Figure 3. Survival of CD34⁺ cells from MF patients is increased by IL-1β and TNF-α.

(A) CD34⁺ cells from MF patients (n = 20) or CB (n = 8) were in vitro treated for 4 days with factors alone and the percentage of cell viability was assessed after Annexin V/PI staining, as described in Methods. At variance with CB-derived cells, TNF-α and IL-1β alone significantly stimulated the survival of MF-derived CD34⁺ cells as compared with untreated cells and the CB-derived counterparts.

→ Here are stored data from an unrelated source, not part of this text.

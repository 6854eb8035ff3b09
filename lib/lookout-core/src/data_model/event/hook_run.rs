//! Hook runs.

use chrono::{DateTime, Utc};
use serde::{Deserialize, Serialize};
use uuid::Uuid;

use super::test_run::RunResult;

/// Position of a hook within the test lifecycle.
#[derive(Clone, Copy, Debug, Eq, PartialEq, Serialize, Deserialize)]
#[serde(rename_all = "SCREAMING_SNAKE_CASE")]
pub enum HookType {
    /// Runs once before every test in the enclosing scope.
    BeforeAll,

    /// Runs before each test.
    BeforeEach,

    /// Runs after each test.
    AfterEach,

    /// Runs once after every test in the enclosing scope.
    AfterAll,
}

/// A single hook run, as reported to the intake endpoint.
#[derive(Clone, Debug, PartialEq, Serialize, Deserialize)]
pub struct HookRun {
    /// Unique identifier of this run.
    pub uuid: String,

    /// Human-readable hook name.
    pub name: String,

    /// Position of the hook within the test lifecycle.
    pub hook_type: HookType,

    /// UUID of the test run this hook ran for, when the hook is test-scoped.
    #[serde(default, skip_serializing_if = "Option::is_none")]
    pub test_run_uuid: Option<String>,

    /// Enclosing suite scopes, outermost first.
    #[serde(default, skip_serializing_if = "Vec::is_empty")]
    pub scopes: Vec<String>,

    /// When the run started.
    #[serde(default, skip_serializing_if = "Option::is_none")]
    pub started_at: Option<DateTime<Utc>>,

    /// When the run finished.
    #[serde(default, skip_serializing_if = "Option::is_none")]
    pub finished_at: Option<DateTime<Utc>>,

    /// Final outcome, present only on finished runs.
    #[serde(default, skip_serializing_if = "Option::is_none")]
    pub result: Option<RunResult>,

    /// Failure details, present only on failed runs.
    #[serde(default, skip_serializing_if = "Option::is_none")]
    pub failure_reason: Option<String>,
}

impl HookRun {
    /// Creates a new `HookRun` with a random UUID, stamped as started now.
    pub fn new(name: impl Into<String>, hook_type: HookType) -> Self {
        Self {
            uuid: Uuid::new_v4().to_string(),
            name: name.into(),
            hook_type,
            test_run_uuid: None,
            scopes: Vec::new(),
            started_at: Some(Utc::now()),
            finished_at: None,
            result: None,
            failure_reason: None,
        }
    }

    /// Sets the test run this hook ran for.
    pub fn with_test_run_uuid(mut self, test_run_uuid: impl Into<String>) -> Self {
        self.test_run_uuid = Some(test_run_uuid.into());
        self
    }

    /// Marks the run as finished now with the given outcome.
    pub fn finished(mut self, result: RunResult, failure_reason: Option<String>) -> Self {
        self.finished_at = Some(Utc::now());
        self.result = Some(result);
        self.failure_reason = failure_reason;
        self
    }
}
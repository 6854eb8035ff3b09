//! Worker snapshot persistence and the cross-worker merge.
//!
//! Workers run as independent OS processes with no shared memory, so counters cross process
//! boundaries as JSON files: each worker writes one snapshot at exit, and the primary process
//! folds every snapshot it finds into the build-level report.

use std::fs;
use std::path::Path;

use lookout_core::usage::{ReportMetadata, UsageStats};
use lookout_error::GenericError;
use serde_json::Value;
use tracing::{debug, warn};

const SNAPSHOT_PREFIX: &str = "usage-";
const SNAPSHOT_SUFFIX: &str = ".json";

/// Persists one worker's usage snapshot under the given directory.
///
/// The directory is created if needed; an existing snapshot for the same worker is overwritten.
///
/// # Errors
///
/// If the directory cannot be created or the file cannot be written, an error is returned.
pub fn persist_worker_snapshot(dir: &Path, worker_id: &str, usage: &UsageStats) -> Result<(), GenericError> {
    fs::create_dir_all(dir)?;

    let path = dir.join(format!("{SNAPSHOT_PREFIX}{worker_id}{SNAPSHOT_SUFFIX}"));
    fs::write(&path, serde_json::to_vec(&usage.to_worker_snapshot())?)?;

    debug!(path = %path.display(), "Persisted worker usage snapshot.");
    Ok(())
}

/// Reads every worker snapshot in the given directory.
///
/// A missing directory yields no snapshots. Files that fail to parse are skipped with a warning
/// rather than failing the whole merge: one corrupt worker should not cost the build its report.
///
/// # Errors
///
/// If the directory exists but cannot be listed or a snapshot file cannot be read, an error is
/// returned.
pub fn collect_worker_snapshots(dir: &Path) -> Result<Vec<Value>, GenericError> {
    let mut snapshots = Vec::new();
    if !dir.exists() {
        return Ok(snapshots);
    }

    for entry in fs::read_dir(dir)? {
        let path = entry?.path();
        let Some(name) = path.file_name().and_then(|name| name.to_str()) else {
            continue;
        };
        if !name.starts_with(SNAPSHOT_PREFIX) || !name.ends_with(SNAPSHOT_SUFFIX) {
            continue;
        }

        match serde_json::from_slice(&fs::read(&path)?) {
            Ok(snapshot) => snapshots.push(snapshot),
            Err(e) => warn!(path = %path.display(), error = %e, "Skipping unparseable worker snapshot."),
        }
    }

    Ok(snapshots)
}

/// Folds worker snapshots into the primary process's counters and renders the build report.
pub fn build_usage_report(primary: &UsageStats, snapshots: &[Value], metadata: &ReportMetadata) -> Value {
    let mut total = primary.clone();
    total.add_data_from_workers(snapshots);
    total.to_build_report(metadata)
}
//! Cross-browser-test sessions.

use serde::{Deserialize, Serialize};

/// A cross-browser-test session record, correlated to the test run it served.
///
/// Session records can arrive before the test they belong to has been reported; the dispatcher
/// buffers them until a test run UUID is available to stamp them with.
#[derive(Clone, Debug, PartialEq, Serialize, Deserialize)]
pub struct CbtSession {
    /// UUID of the test run the session served. Stamped by the dispatcher.
    #[serde(default, skip_serializing_if = "Option::is_none")]
    pub test_run_uuid: Option<String>,

    /// Provider-side session identifier.
    pub session_id: String,

    /// Name of the provider hosting the session.
    #[serde(default, skip_serializing_if = "Option::is_none")]
    pub provider: Option<String>,

    /// Provider-side URL of the session recording.
    #[serde(default, skip_serializing_if = "Option::is_none")]
    pub session_url: Option<String>,

    /// Browser name.
    #[serde(default, skip_serializing_if = "Option::is_none")]
    pub browser: Option<String>,

    /// Browser version.
    #[serde(default, skip_serializing_if = "Option::is_none")]
    pub browser_version: Option<String>,

    /// Operating system / platform name.
    #[serde(default, skip_serializing_if = "Option::is_none")]
    pub platform: Option<String>,
}

impl CbtSession {
    /// Creates a new session record with the given provider-side identifier.
    pub fn new(session_id: impl Into<String>) -> Self {
        Self {
            test_run_uuid: None,
            session_id: session_id.into(),
            provider: None,
            session_url: None,
            browser: None,
            browser_version: None,
            platform: None,
        }
    }

    /// Sets the provider name.
    pub fn with_provider(mut self, provider: impl Into<String>) -> Self {
        self.provider = Some(provider.into());
        self
    }

    /// Sets the session recording URL.
    pub fn with_session_url(mut self, session_url: impl Into<String>) -> Self {
        self.session_url = Some(session_url.into());
        self
    }
}
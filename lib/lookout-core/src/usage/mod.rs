//! Usage counters.
//!
//! Counters follow a two-phase contract: an event is counted as `triggered` when it enters the
//! pipeline, and as `sent` or `failed` only once its delivery outcome is known. Each worker
//! process keeps its own counters; the per-worker trees are merged into one build-level view
//! after all workers finish.

use std::collections::BTreeMap;

use serde_json::{Map, Value};

mod report;
pub use self::report::{BuildUsage, LifecycleStats, ReportMetadata, UsageStats};

/// Delivery state recorded against a counter.
#[derive(Clone, Copy, Debug, Eq, PartialEq)]
pub enum UsageStatus {
    /// The event entered the pipeline.
    Triggered,

    /// The event was delivered.
    Success,

    /// The event was not delivered.
    Failed,
}

/// One-shot usage counter for actions that run at most once per build, such as the build
/// start/stop handshake.
///
/// The counter is first marked `triggered`, then terminally `success` or `failed`; later marks
/// are ignored once a terminal status is reached.
#[derive(Clone, Debug, Default, PartialEq)]
pub struct FeatureUsage {
    is_triggered: bool,
    status: Option<UsageOutcome>,
    error: Option<String>,
}

#[derive(Clone, Copy, Debug, Eq, PartialEq)]
enum UsageOutcome {
    Success,
    Failed,
}

impl UsageOutcome {
    fn as_str(&self) -> &'static str {
        match self {
            Self::Success => "success",
            Self::Failed => "failed",
        }
    }
}

impl FeatureUsage {
    /// Creates a new, untriggered `FeatureUsage`.
    pub fn new() -> Self {
        Self::default()
    }

    /// Marks the action as attempted.
    pub fn triggered(&mut self) {
        self.is_triggered = true;
    }

    /// Marks the action as completed successfully. No-op once a terminal status is set.
    pub fn success(&mut self) {
        if self.status.is_none() {
            self.status = Some(UsageOutcome::Success);
        }
    }

    /// Marks the action as failed with the given error. No-op once a terminal status is set.
    pub fn failed(&mut self, error: impl Into<String>) {
        if self.status.is_none() {
            self.status = Some(UsageOutcome::Failed);
            self.error = Some(error.into());
        }
    }

    /// Returns `true` if the action was attempted.
    pub fn is_triggered(&self) -> bool {
        self.is_triggered
    }

    /// Returns `true` if the action reached a terminal status.
    pub fn is_terminal(&self) -> bool {
        self.status.is_some()
    }

    /// Renders the counter as JSON.
    pub fn to_json(&self) -> Value {
        let mut map = Map::new();
        map.insert("isTriggered".to_string(), Value::Bool(self.is_triggered));
        map.insert(
            "status".to_string(),
            match self.status {
                Some(outcome) => Value::String(outcome.as_str().to_string()),
                None => Value::Null,
            },
        );
        map.insert(
            "error".to_string(),
            match &self.error {
                Some(error) => Value::String(error.clone()),
                None => Value::Null,
            },
        );
        Value::Object(map)
    }

    /// Reconstructs a counter from JSON. Missing or null input yields an untriggered counter.
    pub fn from_json(value: Option<&Value>) -> Self {
        let Some(Value::Object(map)) = value else {
            return Self::default();
        };

        let status = match map.get("status").and_then(Value::as_str) {
            Some("success") => Some(UsageOutcome::Success),
            Some("failed") => Some(UsageOutcome::Failed),
            _ => None,
        };

        Self {
            is_triggered: map.get("isTriggered").and_then(Value::as_bool).unwrap_or(false),
            status,
            error: map.get("error").and_then(Value::as_str).map(str::to_string),
        }
    }
}

/// Output shape for [`FeatureStats::to_json`].
///
/// Different consumers need different shapes from the same tree: the per-worker persisted
/// snapshot nests groups under an explicit `groups` key so it can be read back losslessly, while
/// the final build report wants an overview with group counters flattened beside it.
#[derive(Clone, Copy, Debug, Default)]
pub struct SerializeShape {
    /// Drop nested group data entirely. Intentionally lossy.
    pub omit_groups: bool,

    /// Emit only the group map, flattened to the top level of the result.
    pub only_groups: bool,

    /// Wrap the group map under an explicit `groups` key instead of flattening it.
    pub nested_groups: bool,
}

impl SerializeShape {
    /// Scalar counters plus groups flattened beside them.
    pub fn flat() -> Self {
        Self::default()
    }

    /// Scalar counters only.
    pub fn overview() -> Self {
        Self {
            omit_groups: true,
            ..Self::default()
        }
    }

    /// Group map only, flattened.
    pub fn groups_only() -> Self {
        Self {
            only_groups: true,
            ..Self::default()
        }
    }

    /// Scalar counters plus groups under a `groups` key. The only lossless shape.
    pub fn nested() -> Self {
        Self {
            nested_groups: true,
            ..Self::default()
        }
    }
}

/// Hierarchical triggered/sent/failed counters for one event kind.
///
/// The top-level counters track the kind overall; named groups track sub-populations, such as
/// per-outcome counts for finished runs or per-kind counts for log entries. Groups hold trees of
/// the same type, so counting nests to arbitrary depth, though in practice two levels are used.
#[derive(Clone, Debug, Default, PartialEq)]
pub struct FeatureStats {
    triggered_count: u64,
    sent_count: u64,
    failed_count: u64,
    groups: BTreeMap<String, FeatureStats>,
}

impl FeatureStats {
    /// Creates a new, zeroed `FeatureStats`.
    pub fn new() -> Self {
        Self::default()
    }

    /// Records `status` against the top-level counters and, when a group is given, against that
    /// group's tree as well, creating it on first use.
    pub fn mark(&mut self, status: UsageStatus, group: Option<&str>) {
        self.bump(status);
        if let Some(group) = group {
            self.groups.entry(group.to_string()).or_default().bump(status);
        }
    }

    /// Shorthand for [`Self::mark`] with [`UsageStatus::Triggered`].
    pub fn triggered(&mut self, group: Option<&str>) {
        self.mark(UsageStatus::Triggered, group);
    }

    /// Shorthand for [`Self::mark`] with [`UsageStatus::Success`].
    pub fn success(&mut self, group: Option<&str>) {
        self.mark(UsageStatus::Success, group);
    }

    /// Shorthand for [`Self::mark`] with [`UsageStatus::Failed`].
    pub fn failed(&mut self, group: Option<&str>) {
        self.mark(UsageStatus::Failed, group);
    }

    fn bump(&mut self, status: UsageStatus) {
        match status {
            UsageStatus::Triggered => self.triggered_count += 1,
            UsageStatus::Success => self.sent_count += 1,
            UsageStatus::Failed => self.failed_count += 1,
        }
    }

    /// Folds `other` into `self`.
    ///
    /// Scalar counters are summed; group maps are unioned, merging recursively on shared keys and
    /// copying in groups present only in `other`. The operation is associative and commutative.
    pub fn merge(&mut self, other: &FeatureStats) {
        self.triggered_count += other.triggered_count;
        self.sent_count += other.sent_count;
        self.failed_count += other.failed_count;
        for (key, theirs) in &other.groups {
            self.groups.entry(key.clone()).or_default().merge(theirs);
        }
    }

    /// Number of events that entered the pipeline.
    pub fn triggered_count(&self) -> u64 {
        self.triggered_count
    }

    /// Number of events confirmed delivered.
    pub fn sent_count(&self) -> u64 {
        self.sent_count
    }

    /// Number of events whose delivery failed.
    pub fn failed_count(&self) -> u64 {
        self.failed_count
    }

    /// Gets the named group's tree, if it exists.
    pub fn group(&self, key: &str) -> Option<&FeatureStats> {
        self.groups.get(key)
    }

    /// Group keys present in this tree.
    pub fn group_keys(&self) -> impl Iterator<Item = &str> {
        self.groups.keys().map(String::as_str)
    }

    /// Renders the tree as JSON in the given shape.
    pub fn to_json(&self, shape: SerializeShape) -> Value {
        if shape.only_groups {
            let mut map = Map::new();
            for (key, group) in &self.groups {
                map.insert(key.clone(), group.to_json(SerializeShape::flat()));
            }
            return Value::Object(map);
        }

        let mut map = Map::new();
        map.insert("triggeredCount".to_string(), Value::from(self.triggered_count));
        map.insert("sentCount".to_string(), Value::from(self.sent_count));
        map.insert("failedCount".to_string(), Value::from(self.failed_count));

        if !shape.omit_groups && !self.groups.is_empty() {
            if shape.nested_groups {
                let mut groups = Map::new();
                for (key, group) in &self.groups {
                    groups.insert(key.clone(), group.to_json(SerializeShape::nested()));
                }
                map.insert("groups".to_string(), Value::Object(groups));
            } else {
                for (key, group) in &self.groups {
                    map.insert(key.clone(), group.to_json(SerializeShape::flat()));
                }
            }
        }

        Value::Object(map)
    }

    /// Reconstructs a tree from JSON produced with [`SerializeShape::nested`].
    ///
    /// Missing, null, or empty input yields a zeroed tree rather than an error, so absent
    /// snapshot sections merge as no-ops.
    pub fn from_json(value: Option<&Value>) -> Self {
        let Some(Value::Object(map)) = value else {
            return Self::default();
        };

        let mut groups = BTreeMap::new();
        if let Some(Value::Object(raw_groups)) = map.get("groups") {
            for (key, group) in raw_groups {
                groups.insert(key.clone(), Self::from_json(Some(group)));
            }
        }

        Self {
            triggered_count: map.get("triggeredCount").and_then(Value::as_u64).unwrap_or(0),
            sent_count: map.get("sentCount").and_then(Value::as_u64).unwrap_or(0),
            failed_count: map.get("failedCount").and_then(Value::as_u64).unwrap_or(0),
            groups,
        }
    }
}

#[cfg(test)]
mod tests {
    use serde_json::json;

    use super::*;

    fn sample_stats() -> FeatureStats {
        let mut stats = FeatureStats::new();
        stats.triggered(Some("passed"));
        stats.triggered(Some("passed"));
        stats.triggered(Some("failed"));
        stats.success(Some("passed"));
        stats.failed(Some("failed"));
        stats
    }

    #[test]
    fn mark_updates_top_level_and_group() {
        let stats = sample_stats();

        assert_eq!(stats.triggered_count(), 3);
        assert_eq!(stats.sent_count(), 1);
        assert_eq!(stats.failed_count(), 1);
        assert_eq!(stats.group("passed").unwrap().triggered_count(), 2);
        assert_eq!(stats.group("passed").unwrap().sent_count(), 1);
        assert_eq!(stats.group("failed").unwrap().failed_count(), 1);
    }

    #[test]
    fn merge_is_commutative_and_sums_counts() {
        let a = sample_stats();
        let mut b = FeatureStats::new();
        b.triggered(Some("failed"));
        b.triggered(Some("skipped"));
        b.success(None);

        let mut ab = a.clone();
        ab.merge(&b);
        let mut ba = b.clone();
        ba.merge(&a);

        assert_eq!(ab, ba);
        assert_eq!(ab.triggered_count(), a.triggered_count() + b.triggered_count());
        assert_eq!(ab.sent_count(), a.sent_count() + b.sent_count());
        assert_eq!(ab.failed_count(), a.failed_count() + b.failed_count());
        // Group keys from both operands survive the merge.
        assert_eq!(ab.group("failed").unwrap().triggered_count(), 2);
        assert!(ab.group("skipped").is_some());
        assert!(ab.group("passed").is_some());
    }

    #[test]
    fn merge_is_associative() {
        let a = sample_stats();
        let mut b = FeatureStats::new();
        b.triggered(Some("skipped"));
        let mut c = FeatureStats::new();
        c.failed(Some("passed"));

        let mut ab_c = a.clone();
        ab_c.merge(&b);
        ab_c.merge(&c);

        let mut bc = b.clone();
        bc.merge(&c);
        let mut a_bc = a.clone();
        a_bc.merge(&bc);

        assert_eq!(ab_c, a_bc);
    }

    #[test]
    fn nested_json_round_trips() {
        let stats = sample_stats();

        let encoded = stats.to_json(SerializeShape::nested());
        let decoded = FeatureStats::from_json(Some(&encoded));

        assert_eq!(decoded, stats);
    }

    #[test]
    fn overview_json_is_lossy_on_purpose() {
        let stats = sample_stats();

        let encoded = stats.to_json(SerializeShape::overview());
        let decoded = FeatureStats::from_json(Some(&encoded));

        assert_eq!(decoded.triggered_count(), stats.triggered_count());
        assert_eq!(decoded.sent_count(), stats.sent_count());
        assert_eq!(decoded.failed_count(), stats.failed_count());
        assert_eq!(decoded.group_keys().count(), 0);
    }

    #[test]
    fn flat_json_places_groups_beside_counters() {
        let value = sample_stats().to_json(SerializeShape::flat());

        assert_eq!(value["triggeredCount"], 3);
        assert_eq!(value["passed"]["triggeredCount"], 2);
        assert!(value.get("groups").is_none());
    }

    #[test]
    fn groups_only_json_drops_overview() {
        let value = sample_stats().to_json(SerializeShape::groups_only());

        assert!(value.get("triggeredCount").is_none());
        assert_eq!(value["passed"]["sentCount"], 1);
        assert_eq!(value["failed"]["failedCount"], 1);
    }

    #[test]
    fn from_json_tolerates_absent_input() {
        assert_eq!(FeatureStats::from_json(None), FeatureStats::new());
        assert_eq!(FeatureStats::from_json(Some(&Value::Null)), FeatureStats::new());
        assert_eq!(FeatureStats::from_json(Some(&json!({}))), FeatureStats::new());
    }

    #[test]
    fn one_shot_usage_is_terminal() {
        let mut usage = FeatureUsage::new();
        usage.triggered();
        usage.failed("connection refused");
        usage.success();

        let value = usage.to_json();
        assert_eq!(value["isTriggered"], true);
        assert_eq!(value["status"], "failed");
        assert_eq!(value["error"], "connection refused");

        assert_eq!(FeatureUsage::from_json(Some(&value)), usage);
        assert_eq!(FeatureUsage::from_json(None), FeatureUsage::new());
    }
}
//! Outbound HTTP delivery to the analytics intake endpoint.
#![deny(warnings)]
#![deny(missing_docs)]

use std::sync::Arc;
use std::time::Duration;

use async_trait::async_trait;
use http::header;
use lookout_core::context::BuildContext;
use lookout_core::data_model::event::TelemetryEvent;
use lookout_core::sender::{EventSender, SendError};
use lookout_error::{generic_error, GenericError};
use tracing::debug;

const DEFAULT_REQUEST_TIMEOUT: Duration = Duration::from_secs(30);

/// HTTP client for the analytics intake endpoint.
///
/// Every request POSTs a JSON array of event envelopes and carries the bearer token the
/// build-start handshake stored in the shared [`BuildContext`]. Requests without a token fail
/// before anything hits the network. No retries: a failed request means the batch is lost, which
/// the caller records in the usage counters.
pub struct IntakeClient {
    client: reqwest::Client,
    batch_url: String,
    context: Arc<BuildContext>,
}

impl IntakeClient {
    /// Creates a new `IntakeClient` POSTing to the given batch URL.
    ///
    /// # Errors
    ///
    /// If the underlying HTTP client cannot be constructed, an error is returned.
    pub fn new(batch_url: impl Into<String>, context: Arc<BuildContext>) -> Result<Self, GenericError> {
        let client = reqwest::Client::builder()
            .timeout(DEFAULT_REQUEST_TIMEOUT)
            .build()?;

        Ok(Self {
            client,
            batch_url: batch_url.into(),
            context,
        })
    }

    /// URL that event batches are POSTed to.
    pub fn batch_url(&self) -> &str {
        &self.batch_url
    }
}

#[async_trait]
impl EventSender for IntakeClient {
    async fn send_events(&self, events: &[TelemetryEvent]) -> Result<(), SendError> {
        let token = match self.context.auth_token() {
            Some(token) => token,
            None => return Err(SendError::AuthMissing),
        };

        let response = self
            .client
            .post(&self.batch_url)
            .bearer_auth(token)
            .header(header::ACCEPT, "application/json")
            .json(events)
            .send()
            .await
            .map_err(|e| SendError::Delivery { source: e.into() })?;

        let status = response.status();
        if !status.is_success() {
            let body = response.text().await.unwrap_or_default();
            return Err(SendError::Delivery {
                source: generic_error!("intake returned {}: {}", status, body),
            });
        }

        debug!(%status, events = events.len(), "Event batch accepted by intake.");
        Ok(())
    }
}
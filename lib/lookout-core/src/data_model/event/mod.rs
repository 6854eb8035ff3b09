//! Telemetry events.

use std::fmt;

use serde::{Deserialize, Serialize};

pub mod cbt;
use self::cbt::CbtSession;

pub mod hook_run;
use self::hook_run::HookRun;

pub mod log;
use self::log::LogEntry;

pub mod test_run;
use self::test_run::TestRun;

/// Telemetry event kind.
///
/// The kind is the wire discriminant of the event envelope, and the key under which delivery
/// outcomes are counted.
#[derive(Clone, Copy, Debug, Eq, Hash, PartialEq)]
pub enum EventKind {
    /// A test run started.
    TestRunStarted,

    /// A test run finished.
    TestRunFinished,

    /// A hook run started.
    HookRunStarted,

    /// A hook run finished.
    HookRunFinished,

    /// One or more log entries were produced.
    LogCreated,

    /// A cross-browser-test session was created.
    CbtSessionCreated,
}

impl EventKind {
    /// Returns the wire form of the kind.
    pub fn as_str(&self) -> &'static str {
        match self {
            Self::TestRunStarted => "TestRunStarted",
            Self::TestRunFinished => "TestRunFinished",
            Self::HookRunStarted => "HookRunStarted",
            Self::HookRunFinished => "HookRunFinished",
            Self::LogCreated => "LogCreated",
            Self::CbtSessionCreated => "CBTSessionCreated",
        }
    }
}

impl fmt::Display for EventKind {
    fn fmt(&self, f: &mut fmt::Formatter<'_>) -> fmt::Result {
        f.write_str(self.as_str())
    }
}

/// A telemetry event.
///
/// Serializes as an envelope carrying the kind as `event_type` plus exactly one payload field
/// whose name is fixed by the kind: `test_run` for test runs and sessions, `hook_run` for hook
/// runs, `logs` for log entries. The variant is always selected explicitly; the kind is never
/// inferred from which payload field happens to be present.
///
/// Screenshots travel as [`TelemetryEvent::LogCreated`] envelopes whose entries carry the
/// [`log::TEST_SCREENSHOT`] kind; they differ from other log events only in delivery path.
#[derive(Clone, Debug, PartialEq, Serialize, Deserialize)]
#[serde(tag = "event_type")]
pub enum TelemetryEvent {
    /// A test run started.
    TestRunStarted {
        /// The test run.
        test_run: TestRun,
    },

    /// A test run finished.
    TestRunFinished {
        /// The test run, carrying its final outcome.
        test_run: TestRun,
    },

    /// A hook run started.
    HookRunStarted {
        /// The hook run.
        hook_run: HookRun,
    },

    /// A hook run finished.
    HookRunFinished {
        /// The hook run, carrying its final outcome.
        hook_run: HookRun,
    },

    /// One or more log entries were produced.
    LogCreated {
        /// The log entries, delivered together in one envelope.
        logs: Vec<LogEntry>,
    },

    /// A cross-browser-test session was created.
    #[serde(rename = "CBTSessionCreated")]
    CbtSessionCreated {
        /// The session record.
        test_run: CbtSession,
    },
}

impl TelemetryEvent {
    /// Gets the kind of this event.
    pub fn kind(&self) -> EventKind {
        match self {
            Self::TestRunStarted { .. } => EventKind::TestRunStarted,
            Self::TestRunFinished { .. } => EventKind::TestRunFinished,
            Self::HookRunStarted { .. } => EventKind::HookRunStarted,
            Self::HookRunFinished { .. } => EventKind::HookRunFinished,
            Self::LogCreated { .. } => EventKind::LogCreated,
            Self::CbtSessionCreated { .. } => EventKind::CbtSessionCreated,
        }
    }

    /// Returns a reference to the inner test run, if this event carries one.
    pub fn try_as_test_run(&self) -> Option<&TestRun> {
        match self {
            Self::TestRunStarted { test_run } | Self::TestRunFinished { test_run } => Some(test_run),
            _ => None,
        }
    }

    /// Returns a reference to the inner hook run, if this event carries one.
    pub fn try_as_hook_run(&self) -> Option<&HookRun> {
        match self {
            Self::HookRunStarted { hook_run } | Self::HookRunFinished { hook_run } => Some(hook_run),
            _ => None,
        }
    }

    /// Returns a reference to the inner log entries, if this event carries them.
    pub fn try_as_logs(&self) -> Option<&[LogEntry]> {
        match self {
            Self::LogCreated { logs } => Some(logs),
            _ => None,
        }
    }

    /// Returns a reference to the inner session record, if this event carries one.
    pub fn try_as_cbt_session(&self) -> Option<&CbtSession> {
        match self {
            Self::CbtSessionCreated { test_run } => Some(test_run),
            _ => None,
        }
    }
}

#[cfg(test)]
mod tests {
    use super::test_run::RunResult;
    use super::*;

    #[test]
    fn envelope_carries_kind_and_payload_key() {
        let test_run = TestRun::new("loads the dashboard", "suite > loads the dashboard");
        let event = TelemetryEvent::TestRunStarted { test_run };

        let value = serde_json::to_value(&event).unwrap();
        assert_eq!(value["event_type"], "TestRunStarted");
        assert!(value.get("test_run").is_some());
        assert!(value.get("hook_run").is_none());
        assert!(value.get("logs").is_none());
    }

    #[test]
    fn cbt_envelope_uses_wire_discriminant() {
        let event = TelemetryEvent::CbtSessionCreated {
            test_run: CbtSession::new("session-1"),
        };

        let value = serde_json::to_value(&event).unwrap();
        assert_eq!(value["event_type"], "CBTSessionCreated");
        assert_eq!(value["test_run"]["session_id"], "session-1");
    }

    #[test]
    fn envelope_round_trips() {
        let test_run = TestRun::new("loads the dashboard", "suite > loads the dashboard")
            .finished(RunResult::Failed, Some("timeout".to_string()));
        let event = TelemetryEvent::TestRunFinished { test_run };

        let encoded = serde_json::to_string(&event).unwrap();
        let decoded: TelemetryEvent = serde_json::from_str(&encoded).unwrap();
        assert_eq!(event, decoded);
        assert_eq!(decoded.kind(), EventKind::TestRunFinished);
        assert_eq!(
            decoded.try_as_test_run().and_then(|r| r.result),
            Some(RunResult::Failed)
        );
    }
}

Conversely, ATP and TIMP-1 were ineffective in normal and diseased cells.(B) In selected experiments, before Annexin V/PI staining, MF- (n = 10) and CB- (n = 6) derived CD34⁺ cells were also labeled with a MoAb against the human CD38 antigen and the CD34⁺ CD38⁻ cells were gated and cell viability was analyzed. Once again, multiple combinations of cytokines with IL-1β or TNF-α significantly stimulated the survival of MF- and CB-derived CD34⁺ CD38⁻ cells. Notably, this was not true for ATP+ TNF-α+ TIMP-1. No differences were observed between MF patients and CB. All data are presented as mean ± SEM. (**p ≤ 0.01; ***p ≤ 0.001; ****p ≤ 0.0001 vs untreated cells (CTR)) (^#p ≤ 0.05; ^##p ≤ 0.01 vs CB).